• WHAT YOU ARE ASKED TO DO: Report each line of the data that has "pixels" somewhere in it.

(Collected data)
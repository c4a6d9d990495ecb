//! Configuration module for the Trellis runtime.
//!
//! This module handles parsing configuration from environment variables.
//!
//! # Environment Variables
//!
//! | Variable | Required | Default | Description |
//! |----------|----------|---------|-------------|
//! | `TRELLIS_TOAST_DURATION_MS` | No | 3000 | Auto-dismiss delay for toasts |
//! | `TRELLIS_TOAST_ERROR_DURATION_MS` | No | 5000 | Auto-dismiss delay for error toasts |
//! | `TRELLIS_SIDEBAR_BREAKPOINT` | No | 768 | Default sidebar breakpoint in pixels |
//! | `TRELLIS_VIEWPORT_WIDTH` | No | 1024 | Initial viewport width in pixels |
//! | `TRELLIS_LOCATION` | No | `/` | Initial location path |
//!
//! # Example
//!
//! ```no_run
//! use trellis_runtime::config::Config;
//!
//! let config = Config::from_env().expect("Failed to load configuration");
//! println!("Toasts close after {:?}", config.toast_duration);
//! ```

use std::env;
use std::time::Duration;

use thiserror::Error;

/// Default auto-dismiss delay for non-error toasts.
pub const DEFAULT_TOAST_DURATION_MS: u64 = 3000;

/// Default auto-dismiss delay for error toasts.
pub const DEFAULT_TOAST_ERROR_DURATION_MS: u64 = 5000;

/// Default sidebar breakpoint in pixels.
pub const DEFAULT_SIDEBAR_BREAKPOINT: u32 = 768;

/// Default viewport width in pixels.
pub const DEFAULT_VIEWPORT_WIDTH: u32 = 1024;

/// Errors that can occur during configuration parsing.
#[derive(Error, Debug)]
pub enum ConfigError {
    /// Environment variable has an invalid value.
    #[error("invalid value for {key}: {message}")]
    InvalidValue { key: String, message: String },
}

/// Configuration for the Trellis runtime.
#[derive(Debug, Clone, PartialEq, Eq)]
pub struct Config {
    /// Auto-dismiss delay for toasts without an explicit duration.
    pub toast_duration: Duration,

    /// Auto-dismiss delay for error toasts without an explicit duration.
    pub toast_error_duration: Duration,

    /// Breakpoint used by sidebars that do not declare `data-breakpoint`.
    pub sidebar_breakpoint: u32,

    /// Viewport width at startup.
    pub viewport_width: u32,

    /// Location path at startup.
    pub location: String,
}

impl Default for Config {
    fn default() -> Self {
        Self {
            toast_duration: Duration::from_millis(DEFAULT_TOAST_DURATION_MS),
            toast_error_duration: Duration::from_millis(DEFAULT_TOAST_ERROR_DURATION_MS),
            sidebar_breakpoint: DEFAULT_SIDEBAR_BREAKPOINT,
            viewport_width: DEFAULT_VIEWPORT_WIDTH,
            location: "/".to_string(),
        }
    }
}

impl Config {
    /// Creates a new `Config` by parsing environment variables.
    ///
    /// Unset variables fall back to their defaults.
    ///
    /// # Errors
    ///
    /// Returns a `ConfigError` if a variable is set but cannot be parsed, or
    /// if a toast duration is zero.
    pub fn from_env() -> Result<Self, ConfigError> {
        let defaults = Self::default();

        let toast_duration = parse_duration_ms("TRELLIS_TOAST_DURATION_MS")?
            .unwrap_or(defaults.toast_duration);

        let toast_error_duration = parse_duration_ms("TRELLIS_TOAST_ERROR_DURATION_MS")?
            .unwrap_or(defaults.toast_error_duration);

        let sidebar_breakpoint =
            parse_u32("TRELLIS_SIDEBAR_BREAKPOINT")?.unwrap_or(defaults.sidebar_breakpoint);

        let viewport_width =
            parse_u32("TRELLIS_VIEWPORT_WIDTH")?.unwrap_or(defaults.viewport_width);

        let location = match env::var("TRELLIS_LOCATION") {
            Ok(val) if val.starts_with('/') => val,
            Ok(val) => {
                return Err(ConfigError::InvalidValue {
                    key: "TRELLIS_LOCATION".to_string(),
                    message: format!("expected an absolute path, got '{val}'"),
                })
            }
            Err(_) => defaults.location,
        };

        Ok(Self {
            toast_duration,
            toast_error_duration,
            sidebar_breakpoint,
            viewport_width,
            location,
        })
    }
}

fn parse_u32(key: &str) -> Result<Option<u32>, ConfigError> {
    match env::var(key) {
        Ok(val) => val
            .trim()
            .parse::<u32>()
            .map(Some)
            .map_err(|_| ConfigError::InvalidValue {
                key: key.to_string(),
                message: format!("expected non-negative integer, got '{val}'"),
            }),
        Err(_) => Ok(None),
    }
}

fn parse_duration_ms(key: &str) -> Result<Option<Duration>, ConfigError> {
    match env::var(key) {
        Ok(val) => {
            let ms = val
                .trim()
                .parse::<u64>()
                .map_err(|_| ConfigError::InvalidValue {
                    key: key.to_string(),
                    message: format!("expected positive integer, got '{val}'"),
                })?;
            if ms == 0 {
                return Err(ConfigError::InvalidValue {
                    key: key.to_string(),
                    message: "duration must be greater than 0".to_string(),
                });
            }
            Ok(Some(Duration::from_millis(ms)))
        }
        Err(_) => Ok(None),
    }
}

• SOLUTION:
//! | `TRELLIS_SIDEBAR_BREAKPOINT` | No | 768 | Default sidebar breakpoint in pixels |
//! | `TRELLIS_VIEWPORT_WIDTH` | No | 1024 | Initial viewport width in pixels |
/// Default sidebar breakpoint in pixels.
/// Default viewport width in pixels.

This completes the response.